WOw quality report there, looks ace that mate, cracking images and lots of artefacts of bygone times


----------



## UE-OMJ (Feb 14, 2013)

Proper time warp stuff - cracking


----------



## night crawler (Feb 14, 2013)

You know I wondered how they used Teasles, now I know from the 8th photo down. Cheers for that.


----------



## flyboys90 (Feb 14, 2013)

A history time warp!great pics thanks for sharing.


----------



## UEP-Wales (Feb 14, 2013)

Great shots as always there mate!


----------



## dangerous dave (Feb 14, 2013)

god that has got trashed over the last few years, proper copper stripped


----------



## Silent Hill (Feb 14, 2013)

Beautiful mate. I so wish this wasn't so far away  Would love to see it. It's a shame this time warp can't be preserved. Some great museum pieces there.

Your teasel pic brought back some great memories for me. I used to work with them  Packing them into the racks and locking them in place on the revolving drums. They were a great natural resource for raising the nap on cloth, and shredding your fingers  Ingenious design  Cheers


----------



## shatners (Feb 14, 2013)

Lovelly report that mate, some nice bits and bobs really well captured.


----------



## Ratters (Feb 14, 2013)

Lovely  Really really lovely 

Still need to see this place & should do really!!


----------



## krela (Feb 14, 2013)

5 years ago this was pristine. 

Thanks for sharing.


----------



## perjury saint (Feb 14, 2013)

Ratters said:


> Lovely  Really really lovely
> 
> Still need to see this place & should do really!!

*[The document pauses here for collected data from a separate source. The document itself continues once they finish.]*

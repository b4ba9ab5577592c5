//! Edit request payloads.
//!
//! These are transient inputs to the edit engine; they are never persisted.
//! Each request type carries a `validate()` method that rejects malformed
//! parameters before any job reaches the processing state.

use schemars::JsonSchema;
use serde::{Deserialize, Serialize};
use std::fmt;
use thiserror::Error;

use crate::MediaId;

/// Request validation error.
#[derive(Debug, Clone, PartialEq, Error)]
pub enum RequestError {
    #[error("at least {required} source videos are required (got {got})")]
    TooFewSources { required: usize, got: usize },

    #[error("invalid time range: start ({start}s) must be non-negative and before end ({end}s)")]
    InvalidTimeRange { start: f64, end: f64 },

    #[error("duration must be positive (got {0}s)")]
    NonPositiveDuration(f64),

    #[error("start time must be non-negative (got {0}s)")]
    NegativeStartTime(f64),

    #[error("lower third text cannot be empty")]
    EmptyText,

    #[error("invalid resolution: {width}x{height}")]
    InvalidResolution { width: u32, height: u32 },

    #[error("invalid frame rate: {0}")]
    InvalidFrameRate(f64),
}

/// Descriptor for the produced output file and its metadata.
#[derive(Debug, Clone, Default, Serialize, Deserialize, JsonSchema)]
pub struct OutputDescriptor {
    /// Output file name; a timestamped default is generated when omitted
    #[serde(skip_serializing_if = "Option::is_none")]
    pub filename: Option<String>,
    #[serde(skip_serializing_if = "Option::is_none")]
    pub description: Option<String>,
    #[serde(skip_serializing_if = "Option::is_none")]
    pub category: Option<String>,
    #[serde(default, skip_serializing_if = "Vec::is_empty")]
    pub tags: Vec<String>,
}

/// Supported transition kinds.
#[derive(Debug, Clone, Copy, PartialEq, Eq, Hash, Serialize, Deserialize, JsonSchema)]
#[serde(rename_all = "snake_case")]
pub enum TransitionKind {
    Fade,
    Dissolve,
    Wipe,
    Zoom,
}

impl TransitionKind {
    pub fn as_str(&self) -> &'static str {
        match self {
            TransitionKind::Fade => "fade",
            TransitionKind::Dissolve => "dissolve",
            TransitionKind::Wipe => "wipe",
            TransitionKind::Zoom => "zoom",
        }
    }
}

impl fmt::Display for TransitionKind {
    fn fmt(&self, f: &mut fmt::Formatter<'_>) -> fmt::Result {
        write!(f, "{}", self.as_str())
    }
}

/// A transition annotation between adjacent clips in a concat request.
///
/// Concatenation itself is a straight join; these specs are carried through
/// as metadata. Cross-fading is done by the separate transition operation.
#[derive(Debug, Clone, Serialize, Deserialize, JsonSchema)]
pub struct TransitionSpec {
    #[serde(rename = "type")]
    pub kind: TransitionKind,
    /// Duration in seconds
    pub duration: f64,
}

/// Concatenate two or more videos in order.
#[derive(Debug, Clone, Serialize, Deserialize, JsonSchema)]
pub struct ConcatRequest {
    /// Ordered media ids (at least two)
    pub videos: Vec<MediaId>,
    #[serde(default, skip_serializing_if = "Vec::is_empty")]
    pub transitions: Vec<TransitionSpec>,
    #[serde(default)]
    pub output: OutputDescriptor,
}

impl ConcatRequest {
    pub fn validate(&self) -> Result<(), RequestError> {
        if self.videos.len() < 2 {
            return Err(RequestError::TooFewSources {
                required: 2,
                got: self.videos.len(),
            });
        }
        for spec in &self.transitions {
            if spec.duration <= 0.0 {
                return Err(RequestError::NonPositiveDuration(spec.duration));
            }
        }
        Ok(())
    }
}

/// Trim a single video to `[start_time, end_time]`.
#[derive(Debug, Clone, Serialize, Deserialize, JsonSchema)]
pub struct TrimRequest {
    pub video_id: MediaId,
    /// Start time in seconds
    pub start_time: f64,
    /// End time in seconds (must be after start)
    pub end_time: f64,
    #[serde(default)]
    pub output: OutputDescriptor,
}

impl TrimRequest {
    pub fn validate(&self) -> Result<(), RequestError> {
        if self.start_time < 0.0 || self.end_time <= self.start_time {
            return Err(RequestError::InvalidTimeRange {
                start: self.start_time,
                end: self.end_time,
            });
        }
        Ok(())
    }
}

/// Vertical placement for a lower-third overlay.
#[derive(Debug, Clone, Copy, PartialEq, Eq, Serialize, Deserialize, JsonSchema)]
#[serde(rename_all = "snake_case")]
pub enum LowerThirdPosition {
    Top,
    Bottom,
}

/// Timed text overlay shown during `[start_time, start_time + duration]`.
#[derive(Debug, Clone, Serialize, Deserialize, JsonSchema)]
pub struct LowerThird {
    pub text: String,
    pub position: LowerThirdPosition,
    /// How long the text stays visible, in seconds
    pub duration: f64,
    /// When the text appears, in seconds
    pub start_time: f64,
}

/// Add branding to a video.
///
/// Exactly one branding mode is honored per request: intro+outro
/// concatenation takes precedence over the lower third; with neither the
/// source is passed through unmodified (still producing a new record).
#[derive(Debug, Clone, Serialize, Deserialize, JsonSchema)]
pub struct BrandRequest {
    pub video_id: MediaId,
    #[serde(skip_serializing_if = "Option::is_none")]
    pub intro: Option<MediaId>,
    #[serde(skip_serializing_if = "Option::is_none")]
    pub outro: Option<MediaId>,
    #[serde(skip_serializing_if = "Option::is_none")]
    pub lower_third: Option<LowerThird>,
    #[serde(default)]
    pub output: OutputDescriptor,
}

impl BrandRequest {
    pub fn validate(&self) -> Result<(), RequestError> {
        if let Some(lt) = &self.lower_third {
            if lt.text.trim().is_empty() {
                return Err(RequestError::EmptyText);
            }
            if lt.duration <= 0.0 {
                return Err(RequestError::NonPositiveDuration(lt.duration));
            }
            if lt.start_time < 0.0 {
                return Err(RequestError::NegativeStartTime(lt.start_time));
            }
        }
        Ok(())
    }

    /// Whether the intro+outro concat mode applies.
    pub fn has_intro_outro(&self) -> bool {
        self.intro.is_some() && self.outro.is_some()
    }
}

/// Blend the tail of one video into the head of another.
#[derive(Debug, Clone, Serialize, Deserialize, JsonSchema)]
pub struct TransitionRequest {
    pub video1: MediaId,
    pub video2: MediaId,
    #[serde(rename = "type")]
    pub kind: TransitionKind,
    /// Transition duration in seconds
    pub duration: f64,
    #[serde(default)]
    pub output: OutputDescriptor,
}

impl TransitionRequest {
    pub fn validate(&self) -> Result<(), RequestError> {
        if self.duration <= 0.0 {
            return Err(RequestError::NonPositiveDuration(self.duration));
        }
        Ok(())
    }
}

/// Target container format for export.
#[derive(Debug, Clone, Copy, PartialEq, Eq, Hash, Serialize, Deserialize, JsonSchema)]
#[serde(rename_all = "snake_case")]
pub enum ExportFormat {
    Mp4,
    Webm,
    Mov,
}

impl ExportFormat {
    pub fn as_str(&self) -> &'static str {
        match self {
            ExportFormat::Mp4 => "mp4",
            ExportFormat::Webm => "webm",
            ExportFormat::Mov => "mov",
        }
    }

    /// File extension for the container.
    pub fn extension(&self) -> &'static str {
        self.as_str()
    }

    /// Video codec used for this container.
    pub fn video_codec(&self) -> &'static str {
        match self {
            ExportFormat::Webm => "libvpx-vp9",
            ExportFormat::Mp4 | ExportFormat::Mov => "libx264",
        }
    }

    /// Audio codec used for this container.
    pub fn audio_codec(&self) -> &'static str {
        match self {
            ExportFormat::Webm => "libopus",
            ExportFormat::Mp4 | ExportFormat::Mov => "aac",
        }
    }
}

impl fmt::Display for ExportFormat {
    fn fmt(&self, f: &mut fmt::Formatter<'_>) -> fmt::Result {
        write!(f, "{}", self.as_str())
    }
}

/// Compression quality tier.
#[derive(Debug, Clone, Copy, PartialEq, Eq, Hash, Serialize, Deserialize, JsonSchema)]
#[serde(rename_all = "snake_case")]
pub enum QualityTier {
    Low,
    Medium,
    High,
}

impl QualityTier {
    /// CRF value for the given container; VP9 uses a different numeric scale
    /// than x264, lower is always higher quality.
    pub fn crf(&self, format: ExportFormat) -> u8 {
        match (self, format) {
            (QualityTier::Low, ExportFormat::Webm) => 35,
            (QualityTier::Low, _) => 28,
            (QualityTier::Medium, ExportFormat::Webm) => 30,
            (QualityTier::Medium, _) => 23,
            (QualityTier::High, ExportFormat::Webm) => 24,
            (QualityTier::High, _) => 18,
        }
    }

    /// Audio bitrate for the tier.
    pub fn audio_bitrate(&self) -> &'static str {
        match self {
            QualityTier::Low => "96k",
            QualityTier::Medium => "128k",
            QualityTier::High => "192k",
        }
    }
}

/// Explicit output resolution.
#[derive(Debug, Clone, Copy, Serialize, Deserialize, JsonSchema)]
pub struct Resolution {
    pub width: u32,
    pub height: u32,
}

/// Export a video to a target container/resolution/quality/frame rate.
///
/// All knobs are optional and independently composable.
#[derive(Debug, Clone, Serialize, Deserialize, JsonSchema)]
pub struct ExportRequest {
    pub video_id: MediaId,
    pub format: ExportFormat,
    #[serde(skip_serializing_if = "Option::is_none")]
    pub resolution: Option<Resolution>,
    #[serde(skip_serializing_if = "Option::is_none")]
    pub quality: Option<QualityTier>,
    #[serde(skip_serializing_if = "Option::is_none")]
    pub fps: Option<f64>,
    #[serde(default)]
    pub output: OutputDescriptor,
}

impl ExportRequest {
    pub fn validate(&self) -> Result<(), RequestError> {
        if let Some(res) = self.resolution {
            if res.width == 0 || res.height == 0 {
                return Err(RequestError::InvalidResolution {
                    width: res.width,
                    height: res.height,
                });
            }
        }
        if let Some(fps) = self.fps {
            if fps <= 0.0 {
                return Err(RequestError::InvalidFrameRate(fps));
            }
        }
        Ok(())
    }
}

*Its only down the road mate! Getcha skates on eh!! *


----------



## Munchh (Feb 14, 2013)

Always nice to see but has gone downhill pretty rapid. Thanks for the update.


----------



## Ramsgatonian (Feb 15, 2013)

Fantastic! This is really unique, I am envious of you right now!


----------



## Lucky Pants (Feb 16, 2013)

Super stuff !!!, really nice images, thanks for sharing them with us .


----------



## muppix (Feb 16, 2013)

If this is the site after "gone downhill" I'd kill to see it before. Cracking pics mate, we don't often see images that almost move back in time as you're looking at em, but this set really gets the imagination running. Kudos ...


----------



## sonyes (Feb 17, 2013)

Very nice that, cracking pics!


----------



## mookster (Feb 17, 2013)

muppix said:


> we don't often see images that almost move back in time as you're looking at em, but this set really gets the imagination running. Kudos ...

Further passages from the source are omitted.